According to our three dimensional simulation model, which included realistic bone properties (healthy and rheumatoid arthritic) and different muscle conditions, a small degeneration of the rotator cuff, which was represented by a reduction in the supraspinatus muscle force, does not hamper the initial fixation of a cementless glenoid fixation; but a more extended defect, which includes supraspinatus and infraspinatus muscles, results in larger micromotions. Eccentric loading in a cementless glenoid component increases the interface micromotions and may hamper the bone ingrowth process, increasing the risk of loosening.

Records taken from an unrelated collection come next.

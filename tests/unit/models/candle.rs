//! Unit tests for candle series and timeframes

use aurix::models::{Candle, CandleSeries, SeriesSource, Timeframe};
use chrono::{Duration, TimeZone, Utc};

fn hourly_candles(closes: &[f64]) -> Vec<Candle> {
    let start = Utc.with_ymd_and_hms(2024, 1, 1, 0, 0, 0).unwrap();
    closes
        .iter()
        .enumerate()
        .map(|(i, &close)| {
            Candle::new(
                close,
                close + 1.0,
                close - 1.0,
                close,
                100.0,
                start + Duration::hours(i as i64),
            )
        })
        .collect()
}

#[test]
fn test_timeframe_round_trip() {
    for tf in ["1m", "5m", "15m", "30m", "1h", "4h", "1d", "1w"] {
        let parsed: Timeframe = tf.parse().unwrap();
        assert_eq!(parsed.as_str(), tf);
    }
}

#[test]
fn test_timeframe_fallback_for_unknown_values() {
    assert_eq!(Timeframe::parse_or_default("2h"), Timeframe::H1);
    assert_eq!(Timeframe::parse_or_default(""), Timeframe::H1);
    assert_eq!(Timeframe::parse_or_default("4h"), Timeframe::H4);
}

#[test]
fn test_series_sorts_and_deduplicates_timestamps() {
    let mut candles = hourly_candles(&[1.0, 2.0, 3.0]);
    candles.reverse();
    // Corrected duplicate of the middle timestamp, arriving later
    let mut revision = candles[1].clone();
    revision.close = 99.0;
    let revised_ts = revision.timestamp;
    candles.push(revision);

    let series = CandleSeries::new("XAU/USD", Timeframe::H1, SeriesSource::Yahoo, candles);
    assert_eq!(series.len(), 3);
    let timestamps: Vec<_> = series.candles.iter().map(|c| c.timestamp).collect();
    let mut sorted = timestamps.clone();
    sorted.sort();
    assert_eq!(timestamps, sorted);

    // The later payload row wins the duplicate slot
    let kept = series
        .candles
        .iter()
        .find(|c| c.timestamp == revised_ts)
        .unwrap();
    assert_eq!(kept.close, 99.0);
}

#[test]
fn test_resample_aggregates_buckets() {
    let closes: Vec<f64> = (1..=9).map(|i| i as f64).collect();
    let series = CandleSeries::new(
        "XAU/USD",
        Timeframe::H1,
        SeriesSource::Yahoo,
        hourly_candles(&closes),
    );

    let medium = series.resample(4, Timeframe::H4);
    // 9 bars -> 2 complete buckets, trailing bar dropped
    assert_eq!(medium.len(), 2);
    assert_eq!(medium.timeframe, Timeframe::H4);
    assert_eq!(medium.source, SeriesSource::Yahoo);

    let first = &medium.candles[0];
    assert_eq!(first.open, 1.0);
    assert_eq!(first.close, 4.0);
    assert_eq!(first.high, 5.0); // max of highs 2..5
    assert_eq!(first.low, 0.0); // min of lows 0..3
    assert_eq!(first.volume, 400.0);
}

#[test]
fn test_source_labels() {
    assert_eq!(SeriesSource::AlphaVantage.label(), "alpha_vantage");
    assert_eq!(SeriesSource::Yahoo.label(), "yahoo");
    assert_eq!(SeriesSource::Synthetic.label(), "generate_mock");
    assert!(SeriesSource::Synthetic.is_synthetic());
    assert!(!SeriesSource::Yahoo.is_synthetic());
}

Finally, this study is relevant to orthopedic surgeons and physical therapists. Surgeons could expect a good initial stability of a cementless glenoid component if the glenoid bone stock is adequate and a possible dysfunction of the rotator cuff is limited to the supraspinatus muscle/tendon. Physical therapists may conclude that patients with cementless glenoid components need a special post-surgery rehabilitation protocol to avoid arm motions that hamper the initial mechanical stability of the implant. Further research is necessary for including bone processes as bone ingrowth and (re)modeling. This could give us more insight about which variables are the most important in the long-term after a TSA.